Cette disparition de la mère permet également de délimiter les mentalités différentes du foyer. La sœur la plus âgée de Myriam l’aide dans sa campagne, alors que la plus jeune se désintéresse de cette démarche lorsqu’elle n’y oppose pas la religion. En soustrayant la figure maternelle, on démontre que l’endoctrinement sociétal se fait intense dans un pays où les mentalités les plus obtuses sont souvent celles qui ont le plus de place pour s’exprimer. La psyché de cette petite fille fait presque froid dans le dos tellement elle semble courante.

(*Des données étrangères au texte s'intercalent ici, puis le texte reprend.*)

//! List operation
//!
//! Lists the project's modules in build order.

use crate::error::Result;
use crate::project::Project;
use crate::resolver::resolve_manifest;

/// One module as shown by `list`
#[derive(Debug, Clone, PartialEq, Eq)]
pub struct ListedModule {
    pub name: String,
    pub version: String,
    pub added_by: String,
    pub dependencies: Vec<String>,
    pub has_input: bool,
}

/// Modules of the project, dependencies first
pub fn list_modules(project: &Project) -> Result<Vec<ListedModule>> {
    let _guard = project.lock()?;
    let state = project.load_state()?;
    let order = resolve_manifest(&state.manifest)?;

    Ok(order
        .iter()
        .filter_map(|module| state.manifest.find(&module.name))
        .map(|entry| ListedModule {
            name: entry.name.clone(),
            version: entry.version.clone(),
            added_by: entry.added_by.clone(),
            dependencies: entry.dependencies.iter().map(ToString::to_string).collect(),
            has_input: state.input(&entry.name).is_some(),
        })
        .collect())
}

#[cfg(test)]
mod tests {
    use super::*;
    use crate::domain::ModuleRef;
    use crate::operations::test_support::create_project;
    use crate::operations::{add_modules, set_input};

    #[test]
    fn test_list_in_build_order() {
        let (_temp, root) = create_project();
        let project = Project::discover(Some(&root)).unwrap();
        add_modules(&project, &[ModuleRef::new("delete-files", None)]).unwrap();
        set_input(&project, "delete-files", r#"[{"variable": "files", "response": []}]"#).unwrap();

        let modules = list_modules(&project).unwrap();

        let names: Vec<&str> = modules.iter().map(|m| m.name.as_str()).collect();
        assert_eq!(names, vec!["masterfiles", "autorun", "delete-files"]);
        assert!(modules[2].has_input);
        assert!(!modules[1].has_input);
        assert_eq!(modules[2].dependencies, vec!["autorun@1.0.0".to_string()]);
    }

    #[test]
    fn test_list_empty_project() {
        let (_temp, root) = create_project();
        let project = Project::discover(Some(&root)).unwrap();
        assert!(list_modules(&project).unwrap().is_empty());
    }
}
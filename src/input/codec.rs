//! Answer document codec
//!
//! Wire format (the same text `get-input` prints and `set-input` reads):
//!
//! ```json
//! [
//!   { "variable": "motd", "value": "Welcome" },
//!   { "variable": "files", "response": [ { "path": "/tmp/a", "why": "Unknown" } ] }
//! ]
//! ```
//!
//! Decoding validates against the schema and yields answers in schema
//! order; encoding is canonical (sorted keys, pretty printed, trailing
//! newline), so a get/set cycle reproduces the stored bytes exactly.

use std::collections::HashMap;

use serde_json::{Map, Value};

use crate::error::{CfError, Result};
use crate::input::answers::{Answer, AnswerValue, Answers, ResponseGroup};
use crate::input::schema::{QuestionKind, QuestionSpec};

const VARIABLE: &str = "variable";
const VALUE: &str = "value";
const RESPONSE: &str = "response";

/// A JSON answer document
#[derive(Debug, Clone, PartialEq)]
pub struct AnswerDocument(Value);

impl AnswerDocument {
    pub fn from_value(value: Value) -> Self {
        Self(value)
    }

    /// Parse document text; structure is checked later by [`deserialize`]
    pub fn parse(text: &str) -> Result<Self> {
        serde_json::from_str(text)
            .map(Self)
            .map_err(|e| CfError::validation("document", format!("not valid JSON: {e}")))
    }

    pub fn as_value(&self) -> &Value {
        &self.0
    }

    /// Canonical text form
    pub fn to_canonical_string(&self) -> Result<String> {
        let mut text = serde_json::to_string_pretty(&self.0)?;
        text.push('\n');
        Ok(text)
    }
}

/// Encode answers as a document
pub fn serialize(answers: &Answers) -> AnswerDocument {
    let records = answers
        .answers
        .iter()
        .map(|answer| {
            let mut record = Map::new();
            record.insert(VARIABLE.to_string(), Value::String(answer.key.clone()));
            let field = match answer.value {
                AnswerValue::Scalar(_) => VALUE,
                AnswerValue::List(_) => RESPONSE,
            };
            record.insert(field.to_string(), answer.value.to_json());
            Value::Object(record)
        })
        .collect();

    AnswerDocument(Value::Array(records))
}

/// Decode and validate a document against a schema
///
/// Fails on the first missing required answer, unknown or duplicate key,
/// or type mismatch. Defaults fill in unanswered defaulted questions and
/// unanswered list questions become empty lists.
pub fn deserialize(document: &AnswerDocument, schema: &[QuestionSpec]) -> Result<Answers> {
    let records = document.as_value().as_array().ok_or_else(|| {
        CfError::validation("document", "expected a JSON array of answer records")
    })?;

    let mut by_variable: HashMap<&str, &Map<String, Value>> = HashMap::new();
    for (position, record) in records.iter().enumerate() {
        let record_name = format!("record {position}");
        let object = record
            .as_object()
            .ok_or_else(|| CfError::validation(&record_name, "expected an object"))?;

        let variable = object
            .get(VARIABLE)
            .and_then(Value::as_str)
            .ok_or_else(|| CfError::validation(&record_name, "missing \"variable\" string"))?;

        if !schema.iter().any(|q| q.key == variable) {
            return Err(CfError::validation(variable, "unknown key"));
        }
        if let Some(extra) = object
            .keys()
            .find(|k| ![VARIABLE, VALUE, RESPONSE].contains(&k.as_str()))
        {
            return Err(CfError::validation(
                variable,
                format!("unknown record field \"{extra}\""),
            ));
        }
        if by_variable.insert(variable, object).is_some() {
            return Err(CfError::validation(variable, "answered more than once"));
        }
    }

    let mut answers = Vec::with_capacity(schema.len());
    for question in schema {
        let supplied = match by_variable.get(question.key.as_str()) {
            Some(record) => record_value(question, record)?,
            None => None,
        };
        let value = decode_value(question, supplied, &question.key)?;
        answers.push(Answer::new(question.key.clone(), value));
    }

    Ok(Answers::new(answers))
}

/// Pick the field that carries the answer for this kind of question
fn record_value<'a>(
    question: &QuestionSpec,
    record: &'a Map<String, Value>,
) -> Result<Option<&'a Value>> {
    let (expected, other) = if question.is_list() {
        (RESPONSE, VALUE)
    } else {
        (VALUE, RESPONSE)
    };

    if record.contains_key(other) {
        return Err(CfError::validation(
            &question.key,
            format!(
                "{} questions are answered with \"{expected}\", not \"{other}\"",
                question.kind.type_name()
            ),
        ));
    }
    Ok(record.get(expected))
}

fn decode_value(question: &QuestionSpec, supplied: Option<&Value>, field: &str) -> Result<AnswerValue> {
    let value = match supplied {
        Some(Value::Null) | None => match (&question.default, &question.kind) {
            (_, QuestionKind::List { .. }) => return Ok(AnswerValue::List(Vec::new())),
            (Some(default), _) => default,
            (None, _) => return Err(CfError::validation(field, "a value is required")),
        },
        Some(value) => value,
    };

    match &question.kind {
        QuestionKind::String => value
            .as_str()
            .map(AnswerValue::string)
            .ok_or_else(|| CfError::validation(field, "expected a string")),
        QuestionKind::Boolean => decode_bool(value)
            .map(AnswerValue::boolean)
            .ok_or_else(|| CfError::validation(field, "expected true or false")),
        QuestionKind::Select { options } => match value.as_str() {
            Some(choice) if options.iter().any(|o| o == choice) => Ok(AnswerValue::string(choice)),
            _ => Err(CfError::validation(
                field,
                format!("must be one of: {}", options.join(", ")),
            )),
        },
        QuestionKind::List { subtype, .. } => {
            let items = value
                .as_array()
                .ok_or_else(|| CfError::validation(field, "expected an array of responses"))?;
            items
                .iter()
                .enumerate()
                .map(|(i, item)| decode_group(subtype, item, &format!("{field}[{i}]")))
                .collect::<Result<Vec<_>>>()
                .map(AnswerValue::List)
        }
    }
}

fn decode_group(subtype: &[QuestionSpec], item: &Value, field: &str) -> Result<ResponseGroup> {
    let object = item
        .as_object()
        .ok_or_else(|| CfError::validation(field, "expected an object"))?;

    if let Some(unknown) = object.keys().find(|k| !subtype.iter().any(|q| &q.key == *k)) {
        return Err(CfError::validation(format!("{field}.{unknown}"), "unknown key"));
    }

    subtype
        .iter()
        .map(|question| {
            let path = format!("{field}.{}", question.key);
            decode_value(question, object.get(&question.key), &path)
                .map(|value| Answer::new(question.key.clone(), value))
        })
        .collect::<Result<Vec<_>>>()
        .map(ResponseGroup::new)
}

fn decode_bool(value: &Value) -> Option<bool> {
    match value {
        Value::Bool(b) => Some(*b),
        Value::String(s) if s.eq_ignore_ascii_case("true") => Some(true),
        Value::String(s) if s.eq_ignore_ascii_case("false") => Some(false),
        _ => None,
    }
}
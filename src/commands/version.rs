//! Version command implementation

use crate::error::Result;

/// Run version command
pub fn run() -> Result<()> {
    println!("cfbuild {}", env!("CARGO_PKG_VERSION"));
    println!();
    println!("Build info:");
    println!("  Minimum Rust version: {}", minimum_rust_version());
    println!("  Profile: {}", build_profile());
    println!("  libgit2: {}", libgit2_version());

    Ok(())
}

fn minimum_rust_version() -> &'static str {
    env!("CARGO_PKG_RUST_VERSION")
}

fn build_profile() -> &'static str {
    if cfg!(debug_assertions) {
        "debug"
    } else {
        "release"
    }
}

fn libgit2_version() -> String {
    let (major, minor, patch) = git2::Version::get().libgit2_version();
    format!("{major}.{minor}.{patch}")
}
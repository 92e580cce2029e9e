//! Build operation
//!
//! Validates the manifest, orders the project's modules, merges their
//! files and writes the result to `out/masterfiles`.

use std::fs;
use std::path::PathBuf;

use crate::build::{Override, build, writer};
use crate::config::{ValidateMode, validate_document};
use crate::error::{CfError, Result};
use crate::history::{CommitId, GitHistory, History};
use crate::operations::project_index;
use crate::project::Project;
use crate::resolver::resolve_manifest;
use crate::ui::ProgressReporter;

/// What a build produced
#[derive(Debug, Clone)]
pub struct BuildSummary {
    pub out_dir: PathBuf,
    /// Commit the project was at, if it has history
    pub commit: Option<CommitId>,
    pub modules: usize,
    pub files: usize,
    pub overrides: Vec<Override>,
}

/// Build the project into its output directory
///
/// Holds the project lock (waiting for it if needed) for the whole build.
pub fn build_project(
    project: &Project,
    progress: &mut dyn ProgressReporter,
) -> Result<BuildSummary> {
    let _guard = project.lock()?;

    let manifest_path = project.manifest_path();
    let text = fs::read_to_string(&manifest_path).map_err(|e| CfError::FileReadFailed {
        path: manifest_path.display().to_string(),
        reason: e.to_string(),
    })?;
    let document: serde_json::Value =
        serde_json::from_str(&text).map_err(|e| CfError::CorruptState {
            path: manifest_path.display().to_string(),
            reason: e.to_string(),
        })?;
    validate_document(&document, ValidateMode::Build)?;

    let state = project.load_state()?;
    let index = project_index(&project.root, &state)?;
    let order = resolve_manifest(&state.manifest)?;
    tracing::debug!("Build order: {}", order.names().join(", "));

    let tree = build(&order, &state, &index)?;
    let commit = built_from(project);

    let out_dir = project.output_dir();
    writer::write_output(&tree, &out_dir, progress)?;

    Ok(BuildSummary {
        out_dir,
        commit,
        modules: order.len(),
        files: tree.len(),
        overrides: tree.overrides().to_vec(),
    })
}

fn built_from(project: &Project) -> Option<CommitId> {
    let history = match GitHistory::open(&project.root) {
        Ok(history) => history,
        Err(e) => {
            tracing::debug!("No history for build: {}", e);
            return None;
        }
    };
    if matches!(history.has_working_changes(), Ok(true)) {
        tracing::warn!("Project has uncommitted changes; the output may not match any commit");
    }
    history.current_head().ok().flatten()
}

#[cfg(test)]
mod tests {
    use super::*;
    use crate::config::{IndexSource, RawIndex};
    use crate::domain::ModuleRef;
    use crate::operations::test_support::{INDEX, create_project};
    use crate::operations::{add_modules, set_input, transaction_log};
    use crate::ui::SilentProgressReporter;

    #[test]
    fn test_build_writes_merged_tree() {
        let (_temp, root) = create_project();
        let project = Project::discover(Some(&root)).unwrap();
        add_modules(&project, &[ModuleRef::new("delete-files", None)]).unwrap();
        set_input(
            &project,
            "delete-files",
            r#"[{"variable": "files", "response": [{"path": "/tmp/a"}]}]"#,
        )
        .unwrap();

        let summary = build_project(&project, &mut SilentProgressReporter).unwrap();

        assert_eq!(summary.modules, 3);
        assert_eq!(summary.files, 3);
        assert_eq!(
            summary.commit,
            GitHistory::open(&root).unwrap().current_head().unwrap()
        );
        assert_eq!(
            summary.overrides,
            vec![Override {
                path: "def.json".to_string(),
                overridden: "masterfiles".to_string(),
                by: "autorun".to_string(),
            }]
        );

        let out = project.output_dir();
        assert!(
            fs::read_to_string(out.join("def.json"))
                .unwrap()
                .contains("services_autorun")
        );
        assert_eq!(
            fs::read_to_string(out.join("services/autorun/delete_files.cf")).unwrap(),
            "files => [{\"path\":\"/tmp/a\",\"why\":\"Unknown\"}]\n"
        );

        // Output is ignored by git
        assert!(!GitHistory::open(&root).unwrap().has_working_changes().unwrap());
    }

    #[test]
    fn test_build_requires_input() {
        let (_temp, root) = create_project();
        let project = Project::discover(Some(&root)).unwrap();
        add_modules(&project, &[ModuleRef::new("delete-files", None)]).unwrap();

        let Err(CfError::Validation { field, .. }) = build_project(&project, &mut SilentProgressReporter) else {
            panic!("expected a validation error");
        };
        assert_eq!(field, "delete-files");
    }

    #[test]
    fn test_build_with_index_inlined_in_manifest() {
        let (_temp, root) = create_project();
        let project = Project::discover(Some(&root)).unwrap();
        let raw: RawIndex = serde_json::from_str(INDEX).unwrap();
        transaction_log(&root)
            .unwrap()
            .commit(|state| {
                state.manifest.index = Some(IndexSource::Inline(Box::new(raw)));
                Ok("Inline the module index".to_string())
            })
            .unwrap();
        add_modules(&project, &[ModuleRef::new("autorun", None)]).unwrap();

        let summary = build_project(&project, &mut SilentProgressReporter).unwrap();

        assert_eq!(summary.modules, 2);
        assert!(
            fs::read_to_string(project.output_dir().join("def.json"))
                .unwrap()
                .contains("services_autorun")
        );
    }

    #[test]
    fn test_build_empty_project_fails_validation() {
        let (_temp, root) = create_project();
        let project = Project::discover(Some(&root)).unwrap();

        assert!(matches!(
            build_project(&project, &mut SilentProgressReporter),
            Err(CfError::Validation { .. })
        ));
    }
}
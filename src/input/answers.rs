//! Answers to a module's questions
//!
//! Answers are kept in schema order so serialization is deterministic.

use serde_json::Value;

/// A single answered value
#[derive(Debug, Clone, PartialEq, Eq)]
pub enum Scalar {
    String(String),
    Bool(bool),
}

impl Scalar {
    pub fn to_json(&self) -> Value {
        match self {
            Scalar::String(s) => Value::String(s.clone()),
            Scalar::Bool(b) => Value::Bool(*b),
        }
    }
}

/// Answer to one question
#[derive(Debug, Clone, PartialEq, Eq)]
pub enum AnswerValue {
    Scalar(Scalar),
    /// One group per repetition of a list question
    List(Vec<ResponseGroup>),
}

impl AnswerValue {
    pub fn string(value: impl Into<String>) -> Self {
        AnswerValue::Scalar(Scalar::String(value.into()))
    }

    pub fn boolean(value: bool) -> Self {
        AnswerValue::Scalar(Scalar::Bool(value))
    }

    pub fn to_json(&self) -> Value {
        match self {
            AnswerValue::Scalar(scalar) => scalar.to_json(),
            AnswerValue::List(groups) => {
                Value::Array(groups.iter().map(ResponseGroup::to_json).collect())
            }
        }
    }

    /// Text substituted for `{{ key }}` in templated files
    pub fn to_template_text(&self) -> String {
        match self {
            AnswerValue::Scalar(Scalar::String(s)) => s.clone(),
            AnswerValue::Scalar(Scalar::Bool(b)) => b.to_string(),
            AnswerValue::List(_) => self.to_json().to_string(),
        }
    }
}

#[derive(Debug, Clone, PartialEq, Eq)]
pub struct Answer {
    pub key: String,
    pub value: AnswerValue,
}

impl Answer {
    pub fn new(key: impl Into<String>, value: AnswerValue) -> Self {
        Self {
            key: key.into(),
            value,
        }
    }
}

/// Answers to the sub-questions of one list repetition
#[derive(Debug, Clone, PartialEq, Eq, Default)]
pub struct ResponseGroup {
    pub answers: Vec<Answer>,
}

impl ResponseGroup {
    pub fn new(answers: Vec<Answer>) -> Self {
        Self { answers }
    }

    pub fn get(&self, key: &str) -> Option<&AnswerValue> {
        self.answers.iter().find(|a| a.key == key).map(|a| &a.value)
    }

    pub fn to_json(&self) -> Value {
        Value::Object(
            self.answers
                .iter()
                .map(|a| (a.key.clone(), a.value.to_json()))
                .collect(),
        )
    }
}

/// All answers for one module, in schema order
#[derive(Debug, Clone, PartialEq, Eq, Default)]
pub struct Answers {
    pub answers: Vec<Answer>,
}

impl Answers {
    pub fn new(answers: Vec<Answer>) -> Self {
        Self { answers }
    }

    pub fn get(&self, key: &str) -> Option<&AnswerValue> {
        self.answers.iter().find(|a| a.key == key).map(|a| &a.value)
    }

    pub fn is_empty(&self) -> bool {
        self.answers.is_empty()
    }
}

Et pourtant, “The Perfect Candidate” est un film optimiste qui porte un message simple et efficace: le courage d’une seule personne suffit parfois à apporter des changements indispensables. Certes, Myriam est d’une bravoure presque surhumaine mais le film invite avec énormément de pertinence à réfléchir nous aussi , les occidentaux, à la place réservée aux femmes chez nous. Que ce soit en Arabie Saoudite ou en France, voile ou non, une réflexion capitale doit prendre place d’urgence pour qu’enfin les mentalités évoluent. On vous le répète, un ticket de cinéma est parfois plus qu’un simple bout de papier.

Courageux et pertinent, “The Perfect Candidate” transcende le simple cadre de “film” et impose avec beaucoup de tact un débat salutaire.